É só então que o de tranças volta a relanceá-la. Para Heero estar lhe pedindo um favor, a coisa realmente deveria estar feia.
-Pode fazer isso por mim? - Ele parecia impaciente e dominante, parado gigantesco no meio da sala, as mãos nos bolsos de um agasalho surrado, as jeans escuras também de aparência envelhecida, a franja cobrindo-lhe os olhos e dando uma impressão perigosa para os escuros olhos azuis. Passava o peso de um pé para o outro, impaciente.
Duo pegou-se comparando os intensos azuis com os densos verdes da irmã menor.
Pondera a probabilidade de fazer uma brincadeirinha. Aquele definitivamente não era o momento. Acena com a cabeça.
-É claro que sim - Era sua responsabilidade como amigo e sabia disso. Heero parece suspirar, apenas um momento de alívio, antes de sua expressão carregar-se novamente. Sai intempestivo, como tinha vindo, batendo a porta com força.
Duo é deixado sozinho com a moça, nitidamente desconfortável, lhe relanceando. Ela tinha uma postura parecida com a do irmão, fechada e agressiva, quase aérea, os braços nos bolsos da jaqueta de couro, os olhos agressivos e independentes pregados no chão.
Os dois tinham a mesma pele branca, a mesma intensidade e introspecção. Eram muito parecidos em muitos aspectos.
A menina balança o rosto e os cabelos escuros, azulados mexem-se em ondas longas, de um lado para o outro, antes dela fixar o olhar profundo nele. Era como se agulhas o perfurassem com concentração.
Ele engole em seco. Ela só podia ser irmã de Heero.
-Querida! - Chama alto, sem quebrar o contato - Acho que temos mais visitas!
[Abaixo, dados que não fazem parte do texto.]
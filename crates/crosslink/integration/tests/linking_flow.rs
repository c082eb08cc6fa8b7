//! End-to-end journeys through the linking state machine.

mod common;

use common::{service_with, StubPlatform};
use crosslink_types::{LinkStatus, PrimaryId};

const STEVE_ID: &str = "069a79f4-44e9-4726-a5be-fca90e38aaf5";
const ALEX_ID: &str = "853c80ef-3c37-49fd-aa49-938b674adae6";

#[tokio::test]
async fn a_requester_walks_from_no_link_to_linked_and_back() {
    let (service, _storage) =
        service_with(StubPlatform::with_accounts(&[(STEVE_ID, "Steve")]));
    let u1 = PrimaryId::new("u1");

    assert_eq!(service.status(&u1).await.unwrap(), LinkStatus::NoLink);

    let started = service.initiate_link(&u1, "user#1", "Steve").await.unwrap();
    assert_eq!(
        service.status(&u1).await.unwrap(),
        LinkStatus::Pending {
            target_name: "Steve".to_string()
        }
    );

    let completed = service
        .complete_link(&u1, started.code.as_str())
        .await
        .unwrap();
    assert!(completed.identity.linked);
    assert!(matches!(
        service.status(&u1).await.unwrap(),
        LinkStatus::Linked { .. }
    ));

    let unlinked = service.unlink(&u1).await.unwrap();
    assert_eq!(unlinked.previous_name, "Steve");
    assert_eq!(service.status(&u1).await.unwrap(), LinkStatus::NoLink);

    // The same requester can start over immediately.
    service.initiate_link(&u1, "user#1", "Steve").await.unwrap();
}

#[tokio::test]
async fn two_requesters_link_two_different_accounts() {
    let (service, _storage) = service_with(StubPlatform::with_accounts(&[
        (STEVE_ID, "Steve"),
        (ALEX_ID, "Alex"),
    ]));
    let u1 = PrimaryId::new("u1");
    let u2 = PrimaryId::new("u2");

    let s1 = service.initiate_link(&u1, "one", "Steve").await.unwrap();
    let s2 = service.initiate_link(&u2, "two", "Alex").await.unwrap();

    service.complete_link(&u1, s1.code.as_str()).await.unwrap();
    service.complete_link(&u2, s2.code.as_str()).await.unwrap();

    let admin = PrimaryId::new("u-admin");
    // Default config has no admin list; stats go through storage directly.
    assert!(service.admin_stats(&admin, &[]).await.is_err());

    let status = service
        .secondary_status(&crosslink_types::SecondaryId::new(STEVE_ID))
        .await
        .unwrap();
    assert!(status.linked);
    assert_eq!(status.display_tag.as_deref(), Some("one"));
}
Cléo sai apressada do quarto e se surpreende ao ver a menina que estava parada no meio de sua sala. Abre um sorriso, vindo apressada em sua direção, o vestido azulado que usava balançando com graça sobre seus joelhos, enquanto andava. A ruiva a abraça e é então que Celine vê duas pessoas que vinham atrás da ruiva, seguindo pelo corredor escuro.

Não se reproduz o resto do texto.